▶ _Work to complete_:
Check each line of the data below for the string "value", then state how many have it and nothing else.
============
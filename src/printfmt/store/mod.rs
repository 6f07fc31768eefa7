//! # Storage Layer
//!
//! This module defines the record store abstraction for printfmt. The [`RecordStore`]
//! trait is the only way the rest of the crate reads or writes records.
//!
//! ## Records
//!
//! - **Print Format**: named template definitions ([`PrintFormatRecord`])
//! - **DocType**: document type metadata, used for module membership and field layout
//! - **Documents**: the business documents being printed, addressed by `(doctype, name)`
//! - **Defaults**: system-wide key/value settings such as `print_style`
//!
//! ## Implementations
//!
//! - [`fs::FileStore`]: JSON files under a home directory
//!   ```text
//!   <home>/
//!   ├── print_formats.json   # {name: record}
//!   ├── doctypes.json        # {doctype: meta}
//!   ├── documents.json       # {doctype: {name: document}}
//!   └── defaults.json        # {key: value}
//!   ```
//! - [`memory::InMemoryStore`]: no persistence, for tests
//!
//! Lookups that may legitimately miss (`get_print_format`, `get_doctype`,
//! `get_default`) return `Ok(None)`; callers decide what a miss means.
//! Documents are always expected to exist, so a missing one is an error.

use crate::error::Result;
use crate::model::{DocTypeMeta, Document, PrintFormatRecord};

pub mod fs;
pub mod memory;

/// Default key naming the stylesheet used when a request names none.
pub const PRINT_STYLE_DEFAULT: &str = "print_style";

pub trait RecordStore {
    fn get_print_format(&self, name: &str) -> Result<Option<PrintFormatRecord>>;

    /// All print formats, sorted by name
    fn list_print_formats(&self) -> Result<Vec<PrintFormatRecord>>;

    /// Create or replace a print format
    fn save_print_format(&mut self, record: &PrintFormatRecord) -> Result<()>;

    fn delete_print_format(&mut self, name: &str) -> Result<()>;

    fn get_doctype(&self, doctype: &str) -> Result<Option<DocTypeMeta>>;

    fn save_doctype(&mut self, meta: &DocTypeMeta) -> Result<()>;

    fn get_document(&self, doctype: &str, name: &str) -> Result<Document>;

    fn save_document(&mut self, doc: &Document) -> Result<()>;

    fn get_default(&self, key: &str) -> Result<Option<String>>;

    fn set_default(&mut self, key: &str, value: &str) -> Result<()>;
}
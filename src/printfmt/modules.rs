//! Module tree path conventions.
//!
//! Records that belong to a module live under
//! `<app_root>/<module>/<doctype>/<name>/`, with every segment scrubbed.

use std::path::{Path, PathBuf};

pub use stencil::scrub;

pub const PRINT_FORMAT_DOCTYPE: &str = "Print Format";

pub fn module_path(app_root: &Path, module: &str) -> PathBuf {
    app_root.join(scrub(module))
}

pub fn doc_path(app_root: &Path, module: &str, doctype: &str, name: &str) -> PathBuf {
    module_path(app_root, module)
        .join(scrub(doctype))
        .join(scrub(name))
}

/// Where a print format's template file is expected on disk.
pub fn print_format_template_path(app_root: &Path, module: &str, format_name: &str) -> PathBuf {
    doc_path(app_root, module, PRINT_FORMAT_DOCTYPE, format_name)
        .join(format!("{}.html", scrub(format_name)))
}

#[cfg(test)]
mod tests {
    use super::*;

    #[test]
    fn test_print_format_template_path() {
        let path = print_format_template_path(Path::new("/apps"), "Accounts", "Sales Invoice Classic");
        assert_eq!(
            path,
            PathBuf::from(
                "/apps/accounts/print_format/sales_invoice_classic/sales_invoice_classic.html"
            )
        );
    }

    #[test]
    fn test_doc_path_scrubs_every_segment() {
        let path = doc_path(Path::new("root"), "Stock-Ledger", "Print Format", "Pick List");
        assert_eq!(path, PathBuf::from("root/stock_ledger/print_format/pick_list"));
    }
}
============
▶ _Result for this exercise_:
3